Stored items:
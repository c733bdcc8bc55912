use once_cell::sync::Lazy;
use regex::Regex;

static AMOUNT_PATTERN: Lazy<Regex> = Lazy::new(|| {
    Regex::new(
        r"(?ix)
        ^
        (?P<sign>[-+\x{2212}])?\s*
        (?:usd|us\$|\$|€|£)?\s*
        (?P<inner_sign>[-\x{2212}])?\s*
        (?P<digits>\d[\d,]*(?:\.\d+)?|\.\d+)
        \s*(?P<scale>thousand|k|million|mn|mm|m|billion|bn|b)?
        \s*(?P<percent>%)?
        $",
    )
    .expect("amount pattern is valid")
});

static YEAR_PATTERN: Lazy<Regex> =
    Lazy::new(|| Regex::new(r"^(?:fy\s*)?(\d{4})(?:\.0+)?$").expect("year pattern is valid"));

/// Coerces a model-produced amount string into a number.
///
/// Accepts currency symbols, thousands separators, accounting parentheses for
/// negatives (`(1,234)`), and scale words such as `4.2 million` or `850k`.
/// A trailing percent sign is rejected; see [`parse_percentage`].
pub fn parse_amount(raw: &str) -> Option<f64> {
    parse_number(raw, false)
}

/// Like [`parse_amount`], but also accepts a trailing `%` (`"12.5%"` is 12.5).
pub fn parse_percentage(raw: &str) -> Option<f64> {
    parse_number(raw, true)
}

fn parse_number(raw: &str, allow_percent: bool) -> Option<f64> {
    let mut text = raw.trim();
    let mut negative = false;

    if text.starts_with('(') || text.ends_with(')') {
        if !(text.starts_with('(') && text.ends_with(')')) || text.len() < 3 {
            return None;
        }
        negative = true;
        text = text[1..text.len() - 1].trim();
    }

    let caps = AMOUNT_PATTERN.captures(text)?;
    if caps.name("percent").is_some() && !allow_percent {
        return None;
    }
    let signs = [caps.name("sign"), caps.name("inner_sign")];
    for sign in signs.iter().flatten() {
        if sign.as_str() != "+" {
            if negative {
                return None;
            }
            negative = true;
        }
    }
    if caps.name("sign").is_some() && caps.name("inner_sign").is_some() {
        return None;
    }

    let digits = caps.name("digits")?.as_str().replace(',', "");
    let mut value: f64 = digits.parse().ok()?;

    if let Some(scale) = caps.name("scale") {
        value *= match scale.as_str().to_lowercase().as_str() {
            "thousand" | "k" => 1_000.0,
            "million" | "mn" | "mm" | "m" => 1_000_000.0,
            _ => 1_000_000_000.0,
        };
    }

    if !value.is_finite() {
        return None;
    }
    Some(if negative { -value } else { value })
}

/// Parses `2023`, `"2023"`, `"FY2023"` or `"2023.0"` into a year.
pub fn parse_year(raw: &str) -> Option<i32> {
    let lowered = raw.trim().to_lowercase();
    YEAR_PATTERN
        .captures(&lowered)
        .and_then(|c| c.get(1))
        .and_then(|m| m.as_str().parse().ok())
}

/// Trims and collapses internal whitespace: "ACME  Corp " becomes "ACME Corp".
pub fn normalize_company_name(name: &str) -> String {
    name.split_whitespace().collect::<Vec<_>>().join(" ")
}

/// Lookup form of a company name. "ACME CORP", "Acme  Corp" and "acme corp" share one key.
pub fn company_key(name: &str) -> String {
    normalize_company_name(name).to_lowercase()
}

/// Inclusive tolerance check: `|extracted - recomputed| <= max(relative * |recomputed|, floor)`.
pub fn within_tolerance(extracted: f64, recomputed: f64, relative: f64, floor: f64) -> bool {
    let allowed = (relative * recomputed.abs()).max(floor);
    let difference = (extracted - recomputed).abs();
    // Absorb representation error so a difference of exactly the tolerance stays inside.
    difference <= allowed + allowed * 1e-9
}

/// Relative change as a fraction of the baseline magnitude; undefined for a zero baseline.
pub fn percent_change(baseline: f64, current: f64) -> Option<f64> {
    if baseline == 0.0 {
        None
    } else {
        Some((current - baseline) / baseline.abs())
    }
}

/// Cuts `text` to at most `max_chars` characters without splitting a code point.
pub fn truncate_chars(text: &str, max_chars: usize) -> &str {
    match text.char_indices().nth(max_chars) {
        Some((byte_index, _)) => &text[..byte_index],
        None => text,
    }
}

#[cfg(test)]
mod tests {
    use super::*;

    #[test]
    fn test_parse_amount_plain_and_formatted() {
        assert_eq!(parse_amount("3000000"), Some(3_000_000.0));
        assert_eq!(parse_amount("$3,000,000"), Some(3_000_000.0));
        assert_eq!(parse_amount(" 1,234.50 "), Some(1_234.5));
        assert_eq!(parse_amount("USD 950"), Some(950.0));
    }

    #[test]
    fn test_percent_sign_only_for_percentages() {
        assert_eq!(parse_amount("12%"), None);
        assert_eq!(parse_amount("$1.2 million %"), None);
        assert_eq!(parse_percentage("12.5%"), Some(12.5));
        assert_eq!(parse_percentage("(3.5 %)"), Some(-3.5));
        assert_eq!(parse_percentage("40"), Some(40.0));
    }

    #[test]
    fn test_company_key_ignores_case_and_spacing() {
        assert_eq!(company_key("ACME CORP"), "acme corp");
        assert_eq!(company_key("  Acme \t Corp "), "acme corp");
        assert_eq!(company_key("acme corp"), company_key("Acme Corp"));
    }

    #[test]
    fn test_parse_amount_negatives() {
        assert_eq!(parse_amount("(1,234)"), Some(-1_234.0));
        assert_eq!(parse_amount("-$500"), Some(-500.0));
        assert_eq!(parse_amount("$-500"), Some(-500.0));
        assert_eq!(parse_amount("\u{2212}42"), Some(-42.0));
        assert_eq!(parse_amount("(-5)"), None);
        assert_eq!(parse_amount("(5"), None);
    }

    #[test]
    fn test_parse_amount_scale_words() {
        assert_eq!(parse_amount("4.2 million"), Some(4_200_000.0));
        assert_eq!(parse_amount("$850k"), Some(850_000.0));
        assert_eq!(parse_amount("1.5bn"), Some(1_500_000_000.0));
    }

    #[test]
    fn test_parse_amount_rejects_text() {
        assert_eq!(parse_amount(""), None);
        assert_eq!(parse_amount("about three million"), None);
        assert_eq!(parse_amount("N/A"), None);
        assert_eq!(parse_amount("12 apples"), None);
    }

    #[test]
    fn test_parse_year() {
        assert_eq!(parse_year("2023"), Some(2023));
        assert_eq!(parse_year("FY2023"), Some(2023));
        assert_eq!(parse_year("fy 2022"), Some(2022));
        assert_eq!(parse_year("2023.0"), Some(2023));
        assert_eq!(parse_year("23"), None);
        assert_eq!(parse_year("2023-12-31"), None);
    }

    #[test]
    fn test_within_tolerance_is_inclusive() {
        assert!(within_tolerance(101_000.0, 100_000.0, 0.01, 0.0));
        assert!(within_tolerance(100_990.0, 100_000.0, 0.01, 0.0));
        assert!(!within_tolerance(101_010.0, 100_000.0, 0.01, 0.0));
        assert!(within_tolerance(500.0, 0.0, 0.01, 1_000.0));
        assert!(!within_tolerance(1.0, 0.0, 0.01, 0.0));
    }

    #[test]
    fn test_percent_change() {
        assert_eq!(percent_change(2_000_000.0, 3_000_000.0), Some(0.5));
        assert_eq!(percent_change(-100.0, -50.0), Some(0.5));
        assert_eq!(percent_change(0.0, 10.0), None);
    }

    #[test]
    fn test_truncate_chars_respects_boundaries() {
        assert_eq!(truncate_chars("€€€€", 2), "€€");
        assert_eq!(truncate_chars("abc", 10), "abc");
    }
}
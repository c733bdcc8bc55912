use crate::error::{FinancialIngestError, Result};
use async_trait::async_trait;
use log::debug;
use std::sync::Arc;
use std::time::Duration;

/// A text-in, text-out language model. The pipeline never depends on a concrete client,
/// so tests can substitute a deterministic fake.
#[async_trait]
pub trait InferenceService: Send + Sync {
    /// Implementations should give up after `timeout` and report
    /// [`FinancialIngestError::CollaboratorUnavailable`] on transport failures.
    async fn infer(&self, prompt: &str, timeout: Duration) -> Result<String>;
}

#[async_trait]
impl<T: InferenceService + ?Sized> InferenceService for Arc<T> {
    async fn infer(&self, prompt: &str, timeout: Duration) -> Result<String> {
        (**self).infer(prompt, timeout).await
    }
}

#[async_trait]
impl<T: InferenceService + ?Sized> InferenceService for &T {
    async fn infer(&self, prompt: &str, timeout: Duration) -> Result<String> {
        (**self).infer(prompt, timeout).await
    }
}

/// Issues exactly one call and enforces `timeout` even if the service ignores it.
pub async fn infer_within<S: InferenceService + ?Sized>(
    service: &S,
    prompt: &str,
    timeout: Duration,
) -> Result<String> {
    debug!(
        "Sending {} character prompt to inference service (timeout {:?})",
        prompt.chars().count(),
        timeout
    );
    match tokio::time::timeout(timeout, service.infer(prompt, timeout)).await {
        Ok(result) => result,
        Err(_) => Err(FinancialIngestError::CollaboratorUnavailable(format!(
            "no response within {}s",
            timeout.as_secs_f64()
        ))),
    }
}

#[cfg(test)]
mod tests {
    use super::*;

    struct Sleepy;

    #[async_trait]
    impl InferenceService for Sleepy {
        async fn infer(&self, _prompt: &str, _timeout: Duration) -> Result<String> {
            tokio::time::sleep(Duration::from_secs(600)).await;
            Ok("too late".to_string())
        }
    }

    struct Echo;

    #[async_trait]
    impl InferenceService for Echo {
        async fn infer(&self, prompt: &str, _timeout: Duration) -> Result<String> {
            Ok(prompt.to_uppercase())
        }
    }

    #[tokio::test(start_paused = true)]
    async fn test_deadline_is_enforced() {
        let err = infer_within(&Sleepy, "hello", Duration::from_secs(5))
            .await
            .unwrap_err();
        assert!(err.is_retryable());
    }

    #[tokio::test]
    async fn test_response_passes_through() {
        let service: Arc<dyn InferenceService> = Arc::new(Echo);
        let reply = infer_within(&service, "hello", Duration::from_secs(5))
            .await
            .unwrap();
        assert_eq!(reply, "HELLO");
    }
}
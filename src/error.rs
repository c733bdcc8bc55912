use crate::validator::ValidationViolation;
use thiserror::Error;

#[derive(Error, Debug)]
pub enum FinancialIngestError {
    #[error("Could not parse model response: {0}")]
    ExtractionParse(String),

    #[error("Validation failed with {} violation(s): {}", .0.len(), join_violations(.0))]
    Validation(Vec<ValidationViolation>),

    #[error("Period mismatch: {0}")]
    PeriodMismatch(String),

    #[error("Summary composition failed: {0}")]
    Composition(String),

    #[error("Inference service unavailable: {0}")]
    CollaboratorUnavailable(String),

    #[error("Inference service rejected the request: {0}")]
    InferenceRejected(String),

    #[error("Unreadable document: {0}")]
    UnreadableDocument(String),

    #[error("No record found for {company_name} ({year})")]
    NotFound { company_name: String, year: i32 },

    #[error("A record for {company_name} ({year}) already exists")]
    DuplicateRecord { company_name: String, year: i32 },

    #[error("Need at least two stored years for {company_name}, found {found}")]
    InsufficientHistory { company_name: String, found: usize },

    #[error("Invalid field schema '{schema}': {details}")]
    SchemaError { schema: String, details: String },

    #[error("Configuration error: {0}")]
    Config(String),

    #[error("Serialization error: {0}")]
    SerializationError(#[from] serde_json::Error),

    #[error("IO error: {0}")]
    IoError(#[from] std::io::Error),
}

impl FinancialIngestError {
    /// Only transport-level failures are worth another attempt; everything else is
    /// deterministic for a given input.
    pub fn is_retryable(&self) -> bool {
        matches!(self, Self::CollaboratorUnavailable(_))
    }

    pub fn violations(&self) -> Option<&[ValidationViolation]> {
        match self {
            Self::Validation(violations) => Some(violations),
            _ => None,
        }
    }
}

fn join_violations(violations: &[ValidationViolation]) -> String {
    violations
        .iter()
        .map(|v| v.to_string())
        .collect::<Vec<_>>()
        .join("; ")
}

pub type Result<T> = std::result::Result<T, FinancialIngestError>;

#[cfg(test)]
mod tests {
    use super::*;

    #[test]
    fn test_only_unavailable_is_retryable() {
        assert!(FinancialIngestError::CollaboratorUnavailable("timeout".into()).is_retryable());
        assert!(!FinancialIngestError::ExtractionParse("bad".into()).is_retryable());
        assert!(!FinancialIngestError::Composition("empty".into()).is_retryable());
        assert!(!FinancialIngestError::InferenceRejected("unknown model".into()).is_retryable());
    }

    #[test]
    fn test_validation_message_lists_every_violation() {
        let err = FinancialIngestError::Validation(vec![
            ValidationViolation::MissingField {
                field: "net_income".to_string(),
            },
            ValidationViolation::TypeMismatch {
                field: "revenue".to_string(),
                raw: "lots".to_string(),
                expected: "monetary amount".to_string(),
            },
        ]);
        let message = err.to_string();
        assert!(message.contains("2 violation(s)"));
        assert!(message.contains("net_income"));
        assert!(message.contains("revenue"));
        assert_eq!(err.violations().map(|v| v.len()), Some(2));
    }
}
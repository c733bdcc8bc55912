use crate::schema::FieldSchema;
use crate::utils::company_key;
use chrono::{DateTime, Utc};
use schemars::JsonSchema;
use serde::{Deserialize, Serialize};
use std::collections::BTreeMap;
use std::fmt;

/// Text pulled from one uploaded file. Only lives for the duration of an ingestion.
#[derive(Debug, Clone, Serialize, Deserialize)]
pub struct FinancialDocument {
    pub source_id: String,
    pub extracted_at: DateTime<Utc>,
    pub text: String,
}

impl FinancialDocument {
    pub fn new(source_id: impl Into<String>, text: impl Into<String>) -> Self {
        Self {
            source_id: source_id.into(),
            extracted_at: Utc::now(),
            text: text.into(),
        }
    }
}

/// A value exactly as the model produced it. Numeric strings stay strings here;
/// coercion happens in the validator.
#[derive(Debug, Clone, Serialize, Deserialize, PartialEq, JsonSchema)]
#[serde(untagged)]
pub enum RawValue {
    Number(f64),
    Text(String),
}

impl fmt::Display for RawValue {
    fn fmt(&self, f: &mut fmt::Formatter<'_>) -> fmt::Result {
        match self {
            Self::Number(n) => write!(f, "{}", n),
            Self::Text(s) => write!(f, "{}", s),
        }
    }
}

#[derive(Debug, Clone, Serialize, Deserialize, PartialEq, JsonSchema)]
pub struct CandidateValue {
    pub raw: RawValue,
    /// Where the model says the value came from, or `"model output"` when it did not say.
    pub note: String,
}

#[derive(Debug, Clone, Serialize, Deserialize, PartialEq, Default, JsonSchema)]
pub struct CandidateRecord {
    pub fields: BTreeMap<String, CandidateValue>,
    /// Overall confidence the model reported for the extraction, if any (0.0 - 1.0).
    #[serde(default)]
    pub confidence: Option<f64>,
}

pub const DEFAULT_PROVENANCE: &str = "model output";

impl CandidateRecord {
    pub fn new() -> Self {
        Self::default()
    }

    pub fn insert(&mut self, name: impl Into<String>, raw: RawValue, note: impl Into<String>) {
        self.fields.insert(
            name.into(),
            CandidateValue {
                raw,
                note: note.into(),
            },
        );
    }

    pub fn with_number(mut self, name: &str, value: f64) -> Self {
        self.insert(name, RawValue::Number(value), DEFAULT_PROVENANCE);
        self
    }

    pub fn with_text(mut self, name: &str, value: &str) -> Self {
        self.insert(name, RawValue::Text(value.to_string()), DEFAULT_PROVENANCE);
        self
    }

    pub fn get(&self, name: &str) -> Option<&CandidateValue> {
        self.fields.get(name)
    }

    pub fn len(&self) -> usize {
        self.fields.len()
    }

    pub fn is_empty(&self) -> bool {
        self.fields.is_empty()
    }
}

/// Storage identity of a record. The company name is case-folded; the display
/// spelling stays on [`FinancialRecord::company_name`].
#[derive(Debug, Clone, PartialEq, Eq, PartialOrd, Ord, Hash, Serialize, Deserialize)]
pub struct RecordKey {
    pub company_name: String,
    pub year: i32,
}

impl RecordKey {
    pub fn new(company_name: &str, year: i32) -> Self {
        Self {
            company_name: company_key(company_name),
            year,
        }
    }
}

impl fmt::Display for RecordKey {
    fn fmt(&self, f: &mut fmt::Formatter<'_>) -> fmt::Result {
        write!(f, "{} ({})", self.company_name, self.year)
    }
}

/// The uploaded file a record was extracted from.
#[derive(Debug, Clone, Serialize, Deserialize, PartialEq, JsonSchema)]
pub struct RecordSource {
    pub source_id: String,
    pub extracted_at: DateTime<Utc>,
}

impl From<&FinancialDocument> for RecordSource {
    fn from(document: &FinancialDocument) -> Self {
        Self {
            source_id: document.source_id.clone(),
            extracted_at: document.extracted_at,
        }
    }
}

/// A record that passed schema validation. Derived fields hold recomputed values.
#[derive(Debug, Clone, Serialize, Deserialize, PartialEq, Default, JsonSchema)]
pub struct FinancialRecord {
    pub company_name: String,
    pub year: i32,
    pub schema_name: String,
    pub schema_version: String,
    pub values: BTreeMap<String, f64>,
    #[serde(default)]
    pub text_fields: BTreeMap<String, String>,
    /// Confidence the model reported for the extraction (0.0 - 1.0).
    #[serde(default)]
    pub confidence: Option<f64>,
    /// Where each stored value came from, by field name.
    #[serde(default)]
    pub provenance: BTreeMap<String, String>,
    /// Set when the record was ingested from a file.
    #[serde(default)]
    pub source: Option<RecordSource>,
}

impl FinancialRecord {
    pub fn key(&self) -> RecordKey {
        RecordKey::new(&self.company_name, self.year)
    }

    pub fn value(&self, field: &str) -> Option<f64> {
        self.values.get(field).copied()
    }

    pub fn summary(&self, schema: &FieldSchema) -> RecordSummary {
        let margin = |field: &str| match (self.value(field), self.value("revenue")) {
            (Some(v), Some(revenue)) if revenue > 0.0 => Some(v / revenue * 100.0),
            _ => None,
        };

        let total_fields = schema.fields.len();
        let completed_fields = schema
            .fields
            .iter()
            .filter(|f| self.values.contains_key(&f.name) || self.text_fields.contains_key(&f.name))
            .count();
        let has = |fields: &[&str]| fields.iter().all(|f| self.values.contains_key(*f));

        RecordSummary {
            gross_margin: margin("gross_profit"),
            operating_margin: margin("operating_income"),
            net_margin: margin("net_income"),
            completed_fields,
            total_fields,
            completeness_score: if total_fields == 0 {
                0.0
            } else {
                completed_fields as f64 / total_fields as f64
            },
            has_income_statement: has(&["revenue", "net_income"]),
            has_balance_sheet: has(&["total_assets", "total_liabilities", "equity"]),
        }
    }

    pub fn generate_json_schema() -> schemars::schema::RootSchema {
        schemars::schema_for!(FinancialRecord)
    }
}

#[derive(Debug, Clone, Serialize, Deserialize, PartialEq)]
pub struct RecordSummary {
    pub gross_margin: Option<f64>,
    pub operating_margin: Option<f64>,
    pub net_margin: Option<f64>,
    pub completed_fields: usize,
    pub total_fields: usize,
    pub completeness_score: f64,
    pub has_income_statement: bool,
    pub has_balance_sheet: bool,
}
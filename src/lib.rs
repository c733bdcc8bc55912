//! # Financial Ingest
//!
//! Turns the text of financial statements into validated, comparable records with the
//! help of a language model, and narrates year-over-year changes.
//!
//! ## Core Concepts
//!
//! - **Candidate Record**: untrusted field values exactly as the model returned them
//! - **Field Schema**: expected fields with types, ranges, polarity and derivation formulas
//! - **Financial Record**: a validated record; derived totals are always recomputed
//! - **Trend Comparison**: per-field deltas between two years, classified with polarity
//! - **Summary**: a narrative composed only from validated, compared figures
//!
//! ## Example
//!
//! ```rust,ignore
//! use financial_ingest::*;
//!
//! let schema = FieldSchema::general();
//! let config = PipelineConfig::default();
//!
//! let y2022 = ingest(&service, &text_2022, &schema, &config).await?;
//! let y2023 = ingest(&service, &text_2023, &schema, &config).await?;
//!
//! let report = compare_and_summarize(&service, &y2022.record, &y2023.record, &schema, &config).await?;
//! println!("{}", report.summary);
//! ```

pub mod comparator;
pub mod composer;
pub mod config;
pub mod document;
pub mod error;
pub mod extractor;
pub mod inference;
pub mod pipeline;
pub mod prompts;
pub mod record;
pub mod schema;
pub mod store;
pub mod utils;
pub mod validator;

#[cfg(feature = "ollama")]
pub mod llm;

pub use comparator::{
    compare, ComparisonConfig, ComparisonResult, FieldComparison, TrendClassification,
    TrendComparator,
};
pub use composer::{SummaryComposer, SummaryConfig, SummaryText};
pub use config::{OllamaSettings, PipelineConfig};
pub use document::{clean_text, scan_hints, DocumentHints, DocumentTextExtractor, PlainTextExtractor};
pub use error::{FinancialIngestError, Result};
pub use extractor::{parse_extraction_response, ExtractionConfig, PromptedExtractor};
pub use inference::{infer_within, InferenceService};
pub use pipeline::{IngestionPipeline, RetryPolicy, TrendReport};
pub use record::*;
pub use schema::*;
pub use store::{InMemoryRecordStore, JsonFileRecordStore, RecordStore};
pub use validator::{validate, SchemaValidator, ValidatedRecord, ValidationConfig, ValidationViolation};

/// Extracts and validates one document's text. Retries the model call per
/// `config.retry`; nothing is persisted.
pub async fn ingest<S: InferenceService + ?Sized>(
    inference: &S,
    document_text: &str,
    schema: &FieldSchema,
    config: &PipelineConfig,
) -> Result<ValidatedRecord> {
    let known = DocumentHints::default();
    pipeline::extract_and_validate(inference, document_text, &known, schema, config).await
}

/// Compares two validated records of one company and narrates the result.
pub async fn compare_and_summarize<S: InferenceService + ?Sized>(
    inference: &S,
    baseline: &FinancialRecord,
    current: &FinancialRecord,
    schema: &FieldSchema,
    config: &PipelineConfig,
) -> Result<TrendReport> {
    pipeline::compare_then_summarize(inference, baseline, current, schema, config).await
}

> TASK ITEM: Your answer must be a single number: the count of lines in the data that contain the string "Where".

> EXERCISE SOLUTION: 2